She didn't need their product to land a job afterall. Happily ever after.
Except for ProductX. So ProductX really should add a sync feature.

> This strikes me as user stories without the "user"

It strikes me as "code stories" without the story. They're literally just
explaining the code. Glorified comments with a slick UI.

That is useful though, I really do think it's a cool product - I often feel
like comments take up a lot of screen real estate and sometimes want to go
deeper with explanations. It is a great idea to move them out and make them
more like a slideshow with even more opportunity to do so.

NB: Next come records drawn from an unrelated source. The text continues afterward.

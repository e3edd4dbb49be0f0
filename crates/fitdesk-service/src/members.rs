//! Member registration, profile management and login.

use std::sync::Arc;

use fitdesk_core::{Actor, Member, MemberId, MemberUpdate, MembershipPlan, NewMember, PlanId};
use fitdesk_store::FlatFileStore;

use crate::access;
use crate::error::{Result, ServiceError};
use crate::input;
use crate::password;

/// Service for member accounts.
#[derive(Clone)]
pub struct MemberService {
    members: Arc<FlatFileStore<Member>>,
    plans: Arc<FlatFileStore<MembershipPlan>>,
}

impl MemberService {
    pub(crate) fn new(
        members: Arc<FlatFileStore<Member>>,
        plans: Arc<FlatFileStore<MembershipPlan>>,
    ) -> Self {
        Self { members, plans }
    }

    /// List every member. Restricted to administrators.
    ///
    /// # Errors
    ///
    /// Returns [`ServiceError::AdminRequired`] for non-admin callers, or a
    /// storage error.
    pub fn list(&self, actor: &Actor) -> Result<Vec<Member>> {
        access::require_admin(actor)?;
        Ok(self.members.find_all()?)
    }

    /// Look up a member by identifier.
    ///
    /// # Errors
    ///
    /// Returns a storage error if the member file cannot be read.
    pub fn member_by_id(&self, id: &MemberId) -> Result<Option<Member>> {
        Ok(self.members.find_by_id(id.as_str())?)
    }

    /// Look up a member by email, trimmed and case-insensitive. Blank input
    /// matches nothing.
    ///
    /// # Errors
    ///
    /// Returns a storage error if the member file cannot be read.
    pub fn member_by_email(&self, email: &str) -> Result<Option<Member>> {
        let email = email.trim();
        if email.is_empty() {
            return Ok(None);
        }
        Ok(self
            .members
            .find_all()?
            .into_iter()
            .find(|member| member.email.eq_ignore_ascii_case(email)))
    }

    /// Register a new member.
    ///
    /// The email must be unused among members (case-insensitive), the
    /// password must meet the minimum length and is hashed before storage,
    /// and a referenced plan must exist. The store assigns the identifier.
    ///
    /// # Errors
    ///
    /// Returns the violated validation rule, or a storage error.
    pub fn register(&self, new: NewMember) -> Result<Member> {
        let email = input::required_trimmed("email", &new.email)?;
        if self.member_by_email(&email)?.is_some() {
            return Err(ServiceError::EmailTaken { email });
        }
        let raw_password = password::require_min_len(&new.password)?;
        if let Some(plan_id) = &new.plan_id {
            self.require_plan(plan_id)?;
        }

        let member = Member {
            id: None,
            name: new.name.trim().to_string(),
            email,
            password_hash: password::hash_password(raw_password)?,
            phone: new.phone.trim().to_string(),
            plan_id: new.plan_id,
        };
        Ok(self.members.save(member)?)
    }

    /// Update a member's profile. Members may update themselves; admins may
    /// update anyone.
    ///
    /// Absent or blank fields keep their stored values. A new email must
    /// stay unique excluding the member itself; a new password is
    /// length-checked and re-hashed.
    ///
    /// # Errors
    ///
    /// Returns [`ServiceError::AccessDenied`] for other callers,
    /// [`ServiceError::MemberNotFound`] if the identifier is unknown, the
    /// violated validation rule, or a storage error.
    pub fn update(&self, actor: &Actor, id: &MemberId, update: MemberUpdate) -> Result<Member> {
        access::require_self_or_admin(actor, id)?;
        let mut member = self
            .members
            .find_by_id(id.as_str())?
            .ok_or_else(|| ServiceError::member_not_found(id))?;

        if let Some(email) = input::nonblank(update.email) {
            if let Some(other) = self.member_by_email(&email)? {
                if other.id.as_ref() != Some(id) {
                    return Err(ServiceError::EmailTaken { email });
                }
            }
            member.email = email;
        }
        if let Some(name) = input::nonblank(update.name) {
            member.name = name;
        }
        if let Some(phone) = input::nonblank(update.phone) {
            member.phone = phone;
        }
        if let Some(plan_id) = update.plan_id {
            self.require_plan(&plan_id)?;
            member.plan_id = Some(plan_id);
        }
        if let Some(raw) = input::nonblank(update.password) {
            let raw = password::require_min_len(&raw)?;
            member.password_hash = password::hash_password(raw)?;
        }

        Ok(self.members.save(member)?)
    }

    /// Delete a member. Restricted to administrators.
    ///
    /// Returns whether a member was removed; an unknown identifier is not
    /// an error.
    ///
    /// # Errors
    ///
    /// Returns [`ServiceError::AdminRequired`] for non-admin callers, or a
    /// storage error.
    pub fn delete(&self, actor: &Actor, id: &MemberId) -> Result<bool> {
        access::require_admin(actor)?;
        if self.members.find_by_id(id.as_str())?.is_none() {
            return Ok(false);
        }
        Ok(self.members.delete_by_id(id.as_str())?)
    }

    /// Authenticate a member by email and password.
    ///
    /// An unknown email and a wrong password are indistinguishable: both
    /// come back as `None`.
    ///
    /// # Errors
    ///
    /// Returns a storage error if the member file cannot be read.
    pub fn login(&self, email: &str, raw_password: &str) -> Result<Option<Member>> {
        let Some(member) = self.member_by_email(email)? else {
            return Ok(None);
        };
        if password::verify_password(raw_password, &member.password_hash) {
            Ok(Some(member))
        } else {
            Ok(None)
        }
    }

    fn require_plan(&self, id: &PlanId) -> Result<()> {
        if self.plans.find_by_id(id.as_str())?.is_none() {
            return Err(ServiceError::plan_not_found(id));
        }
        Ok(())
    }
}
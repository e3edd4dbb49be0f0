//! Member feedback collection and moderation.

use std::sync::Arc;

use chrono::Utc;

use fitdesk_core::feedback::{DEFAULT_SUBJECT, MAX_RATING};
use fitdesk_core::{Actor, Feedback, FeedbackId, FeedbackStatus, Member, MemberId, NewFeedback};
use fitdesk_store::FlatFileStore;

use crate::access;
use crate::error::{Result, ServiceError};
use crate::input;

/// Service for member feedback.
#[derive(Clone)]
pub struct FeedbackService {
    feedback: Arc<FlatFileStore<Feedback>>,
    members: Arc<FlatFileStore<Member>>,
}

impl FeedbackService {
    pub(crate) fn new(
        feedback: Arc<FlatFileStore<Feedback>>,
        members: Arc<FlatFileStore<Member>>,
    ) -> Self {
        Self { feedback, members }
    }

    /// Submit feedback on behalf of a member.
    ///
    /// The member must exist and comments must not be blank. A rating
    /// outside `0..=5` is recorded as 0 and a blank subject falls back to
    /// the default. Identifier, submission time and `NEW` status are always
    /// server-assigned.
    ///
    /// # Errors
    ///
    /// Returns [`ServiceError::AccessDenied`] unless the caller is the
    /// member or an admin, [`ServiceError::MemberNotFound`] for an unknown
    /// member, the violated validation rule, or a storage error.
    pub fn submit(&self, actor: &Actor, new: NewFeedback) -> Result<Feedback> {
        access::require_self_or_admin(actor, &new.member_id)?;
        self.require_member(&new.member_id)?;
        let comments = input::required_trimmed("comments", &new.comments)?;

        let rating = match u8::try_from(new.rating) {
            Ok(rating) if rating <= MAX_RATING => rating,
            _ => {
                tracing::warn!(rating = new.rating, "rating out of range, recording as 0");
                0
            }
        };
        let subject = match new.subject.trim() {
            "" => DEFAULT_SUBJECT.to_string(),
            subject => subject.to_string(),
        };

        let entry = Feedback {
            id: None,
            member_id: new.member_id,
            submitted_at: Utc::now(),
            rating,
            subject,
            comments,
            status: FeedbackStatus::New,
        };
        Ok(self.feedback.save(entry)?)
    }

    /// List all feedback, most recent first. Restricted to administrators.
    ///
    /// # Errors
    ///
    /// Returns [`ServiceError::AdminRequired`] for non-admin callers, or a
    /// storage error.
    pub fn all(&self, actor: &Actor) -> Result<Vec<Feedback>> {
        access::require_admin(actor)?;
        Ok(newest_first(self.feedback.find_all()?))
    }

    /// List a member's feedback, most recent first. Members may list their
    /// own; admins may list anyone's.
    ///
    /// # Errors
    ///
    /// Returns [`ServiceError::AccessDenied`] for other callers,
    /// [`ServiceError::MemberNotFound`] for an unknown member, or a storage
    /// error.
    pub fn by_member(&self, actor: &Actor, member_id: &MemberId) -> Result<Vec<Feedback>> {
        access::require_self_or_admin(actor, member_id)?;
        self.require_member(member_id)?;
        Ok(newest_first(
            self.feedback
                .find_where(|entry| &entry.member_id == member_id)?,
        ))
    }

    /// List feedback in a given status, most recent first. Restricted to
    /// administrators.
    ///
    /// # Errors
    ///
    /// Returns [`ServiceError::AdminRequired`] for non-admin callers, or a
    /// storage error.
    pub fn by_status(&self, actor: &Actor, status: FeedbackStatus) -> Result<Vec<Feedback>> {
        access::require_admin(actor)?;
        Ok(newest_first(
            self.feedback.find_where(|entry| entry.status == status)?,
        ))
    }

    /// Look up a feedback entry by identifier.
    ///
    /// # Errors
    ///
    /// Returns a storage error if the feedback file cannot be read.
    pub fn feedback_by_id(&self, id: &FeedbackId) -> Result<Option<Feedback>> {
        Ok(self.feedback.find_by_id(id.as_str())?)
    }

    /// Change a feedback entry's moderation status. Restricted to
    /// administrators.
    ///
    /// # Errors
    ///
    /// Returns [`ServiceError::AdminRequired`] for non-admin callers,
    /// [`ServiceError::FeedbackNotFound`] if the identifier is unknown, or
    /// a storage error.
    pub fn set_status(
        &self,
        actor: &Actor,
        id: &FeedbackId,
        status: FeedbackStatus,
    ) -> Result<Feedback> {
        access::require_admin(actor)?;
        let mut entry = self
            .feedback
            .find_by_id(id.as_str())?
            .ok_or_else(|| ServiceError::feedback_not_found(id))?;

        entry.status = status;
        Ok(self.feedback.save(entry)?)
    }

    /// Delete a feedback entry. Restricted to administrators.
    ///
    /// Returns whether an entry was removed; an unknown identifier is not
    /// an error.
    ///
    /// # Errors
    ///
    /// Returns [`ServiceError::AdminRequired`] for non-admin callers, or a
    /// storage error.
    pub fn delete(&self, actor: &Actor, id: &FeedbackId) -> Result<bool> {
        access::require_admin(actor)?;
        if self.feedback.find_by_id(id.as_str())?.is_none() {
            return Ok(false);
        }
        Ok(self.feedback.delete_by_id(id.as_str())?)
    }

    fn require_member(&self, id: &MemberId) -> Result<()> {
        if self.members.find_by_id(id.as_str())?.is_none() {
            return Err(ServiceError::member_not_found(id));
        }
        Ok(())
    }
}

fn newest_first(mut entries: Vec<Feedback>) -> Vec<Feedback> {
    entries.sort_by(|a, b| b.submitted_at.cmp(&a.submitted_at));
    entries
}
//! Member feedback types.

use chrono::{DateTime, Utc};
use serde::{Deserialize, Serialize};
use std::fmt;
use std::str::FromStr;

use crate::ids::{FeedbackId, MemberId};

/// Highest rating a member can give.
pub const MAX_RATING: u8 = 5;

/// Subject used when a member leaves the subject line blank.
pub const DEFAULT_SUBJECT: &str = "General Feedback";

/// A feedback entry submitted by a member.
#[derive(Debug, Clone, PartialEq, Serialize, Deserialize)]
pub struct Feedback {
    /// The feedback identifier; `None` until the store assigns one.
    pub id: Option<FeedbackId>,

    /// The member who submitted the feedback.
    pub member_id: MemberId,

    /// When the feedback was submitted (server-assigned).
    pub submitted_at: DateTime<Utc>,

    /// Star rating, 0 to [`MAX_RATING`]; 0 means not applicable.
    pub rating: u8,

    /// Short subject line.
    pub subject: String,

    /// Free-text comments.
    pub comments: String,

    /// Moderation status.
    pub status: FeedbackStatus,
}

/// The closed set of feedback moderation states.
#[derive(Debug, Clone, Copy, PartialEq, Eq, Hash, Serialize, Deserialize)]
#[serde(rename_all = "SCREAMING_SNAKE_CASE")]
pub enum FeedbackStatus {
    /// Newly submitted, not yet looked at.
    New,
    /// Seen by staff.
    Read,
    /// Handled; no further action expected.
    Resolved,
    /// Kept for the record only.
    Archived,
}

impl FeedbackStatus {
    /// The canonical textual name used in the persisted form.
    #[must_use]
    pub const fn as_str(self) -> &'static str {
        match self {
            Self::New => "NEW",
            Self::Read => "READ",
            Self::Resolved => "RESOLVED",
            Self::Archived => "ARCHIVED",
        }
    }
}

impl fmt::Display for FeedbackStatus {
    fn fmt(&self, f: &mut fmt::Formatter<'_>) -> fmt::Result {
        f.write_str(self.as_str())
    }
}

/// Error returned when a feedback status name is not recognised.
#[derive(Debug, Clone, PartialEq, Eq, thiserror::Error)]
#[error("unknown feedback status: {0:?}")]
pub struct InvalidFeedbackStatus(pub String);

impl FromStr for FeedbackStatus {
    type Err = InvalidFeedbackStatus;

    fn from_str(s: &str) -> Result<Self, Self::Err> {
        let name = s.trim();
        [Self::New, Self::Read, Self::Resolved, Self::Archived]
            .into_iter()
            .find(|status| status.as_str().eq_ignore_ascii_case(name))
            .ok_or_else(|| InvalidFeedbackStatus(name.to_string()))
    }
}

/// Payload for submitting feedback.
///
/// Identifier, submission time and status are always server-assigned; any
/// client-supplied values for those are ignored.
#[derive(Debug, Clone, Deserialize)]
pub struct NewFeedback {
    /// The submitting member.
    pub member_id: MemberId,
    /// Requested rating; values outside 0..=[`MAX_RATING`] are recorded as 0.
    pub rating: i32,
    /// Subject line; blank falls back to [`DEFAULT_SUBJECT`].
    pub subject: String,
    /// Free-text comments; must not be blank.
    pub comments: String,
}
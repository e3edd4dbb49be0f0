//! Shared harness for the service integration tests.

#![allow(dead_code)]

use std::path::Path;
use std::str::FromStr;

use rust_decimal::Decimal;
use tempfile::TempDir;

use fitdesk_core::{Actor, Member, MembershipPlan, NewMember, NewPlan};
use fitdesk_service::{App, Config};

/// Password used for members created through the harness.
pub const MEMBER_PASSWORD: &str = "sturdy-pass-1";

pub struct TestHarness {
    dir: TempDir,
    pub app: App,
    pub admin: Actor,
}

impl TestHarness {
    /// Open an app in a fresh tempdir and seed the bootstrap admin.
    pub fn new() -> Self {
        init_tracing();
        let dir = TempDir::new().unwrap();
        let app = App::open(Config::with_data_dir(dir.path())).unwrap();
        let seeded = app.ensure_admin().unwrap().expect("bootstrap admin");
        let admin = Actor::staff(seeded.id.clone().unwrap(), seeded.role);
        Self { dir, app, admin }
    }

    pub fn data_dir(&self) -> &Path {
        self.dir.path()
    }

    pub fn add_plan(&self, name: &str, price: &str, months: u32) -> MembershipPlan {
        self.app
            .plans
            .add(
                &self.admin,
                NewPlan {
                    name: name.to_string(),
                    description: format!("{name} membership"),
                    duration_months: months,
                    price: Decimal::from_str(price).unwrap(),
                },
            )
            .unwrap()
    }

    pub fn register_member(&self, email: &str) -> Member {
        self.register_member_on_plan(email, None)
    }

    pub fn register_member_on_plan(&self, email: &str, plan: Option<&MembershipPlan>) -> Member {
        self.app
            .members
            .register(NewMember {
                name: "Test Member".to_string(),
                email: email.to_string(),
                password: MEMBER_PASSWORD.to_string(),
                phone: "555-0100".to_string(),
                plan_id: plan.and_then(|p| p.id.clone()),
            })
            .unwrap()
    }

    pub fn member_actor(member: &Member) -> Actor {
        Actor::Member(member.id.clone().expect("registered member has an id"))
    }
}

fn init_tracing() {
    use tracing_subscriber::EnvFilter;

    let _ = tracing_subscriber::fmt()
        .with_env_filter(EnvFilter::from_default_env())
        .with_test_writer()
        .try_init();
}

User stories aren't stories either, they are feature requirements from a
user's point of view.

I feel like this is all the inverse of when we watch movies that have hackers.
There's a craft to storytelling, there's a craft to programming, and we can't
just assume that superficial similarity is enough. When a character in a movie
types a bunch of garbage onto the screen, that isn't programming. When a
software manager describes feature requirements from a user's perspective
that's not a story.

I think small children are pretty good at telling the difference since they
consume stories voraciously... try reading them a book of "user stories" or
"code stories" and see what happens.

(I get that you're saying it's not a story in the literature sense - but
that's my point, there is no other sense and these other things are hijacking
the term. By "literature" what I really mean is any medium that can properly
express a story - song, dance, etc. are all genuine, proven storytelling
avenues too.

The reason I jumped on here wasn't to be a downer - it's because I was super
excited, I thought someone figured out a way to use code to tell stories! That
would be awesome... Unfortunately that's not what's happening here and I was
super disappointed. sorry!)

------
simplify
The links at the bottom look like ads. I unconsciously ignored them until I
visited the page again.

------
vidoss
Hi, OP here. Would love to get some feedback from HN community.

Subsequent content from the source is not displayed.